Examples of optically inducible perturbation tools. (A) The light-induced ion channel channel rhodopsin. The associated retinal moiety photoisomerizes upon illumination with blue light, which promotes channel opening and subsequent ion influx. (B) Photoactivatable Rac. A constitutively active Rac isoform is fused to the light–oxygen–voltage (LOV) domain and Jα helix from Avena sativa phototropin 1, which results in an intramolecular complex that inhibits Rac activity. Upon illumination with blue light, a reversible conformational change disrupts the Jα helix and induces Rac activity. (C) Light-inducible control of protein-protein interactions using phytochrome B (PhyB) and a phytochrome-interacting factor (PIF). Phycocyanobilin (PCB) is covalently bound to the PhyB protein, which is tethered to the plasma membrane. Upon illumination with red light, PCB undergoes a photoisomerization reaction that results in the binding of PhyB to the PIF. This can be used to control the translocation of a PIF-tethered effector enzyme from the cytosol to the plasma membrane.
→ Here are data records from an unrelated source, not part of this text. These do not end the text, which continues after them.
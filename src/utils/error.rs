//! Error types for the broker core.
//!
//! `BrokerError` is what callers of the queue, store and transaction layers
//! see. Sequencing and content errors are reported synchronously and are never
//! retried. `StoreError` covers the backing store; inside the store pipeline it
//! is logged by the final stage and never reaches a producer.

use thiserror::Error;

use crate::transaction::Xid;

#[derive(Debug, Error)]
pub enum BrokerError {
    #[error("unknown message id {id}, cannot attach to queue {queue}")]
    UnknownMessage { id: u64, queue: String },

    #[error("branch not found with xid {0}")]
    UnknownXid(Xid),

    #[error("queue {0} does not exist")]
    UnknownQueue(String),

    #[error("exchange {0} does not exist")]
    UnknownExchange(String),

    #[error("queue {0} already exists with different properties")]
    QueueExists(String),

    #[error("queue {queue} is in use by {consumers} consumer(s)")]
    QueueInUse { queue: String, consumers: usize },

    #[error("queue {0} is full")]
    QueueFull(String),

    #[error("content overflow: declared {declared} bytes, received {received}")]
    ContentOverflow { declared: u64, received: u64 },

    #[error("{0}")]
    Validation(String),

    #[error("delivery failed: {0}")]
    Delivery(String),

    #[error(transparent)]
    Store(#[from] StoreError),
}

impl BrokerError {
    pub fn validation(message: impl Into<String>) -> Self {
        BrokerError::Validation(message.into())
    }
}

#[derive(Debug, Error)]
pub enum StoreError {
    #[error("sled error: {0}")]
    Sled(#[from] sled::Error),

    #[error("serialization error: {0}")]
    Serialization(#[from] serde_json::Error),

    #[error("io error: {0}")]
    Io(#[from] std::io::Error),

    #[error("corrupt record: {0}")]
    Corrupt(String),

    #[error("store pipeline is closed")]
    Closed,
}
In this example, a guanine nucleotide exchange factor for a Rho-family GTPase (Rho-GEF) is tethered to PIF and used to activate a Rho-family GTPase (Rho) in the plasma membrane. (D) Optical control of enzyme activity with a photoswitchable FP. A weakly oligomerizing Dronpa mutant (Dronpa145N; green) is tethered to the N- and C-termini of an effector enzyme; in the fluorescent state (Dronpa ON), two of the fusion proteins associate to form a Dronpa145N tetramer, thereby blocking enzyme activity. Switching Dronpa145N into the non-fluorescent state (Dronpa OFF) by using blue light causes dissociation of the tetramer and releases the active enzyme.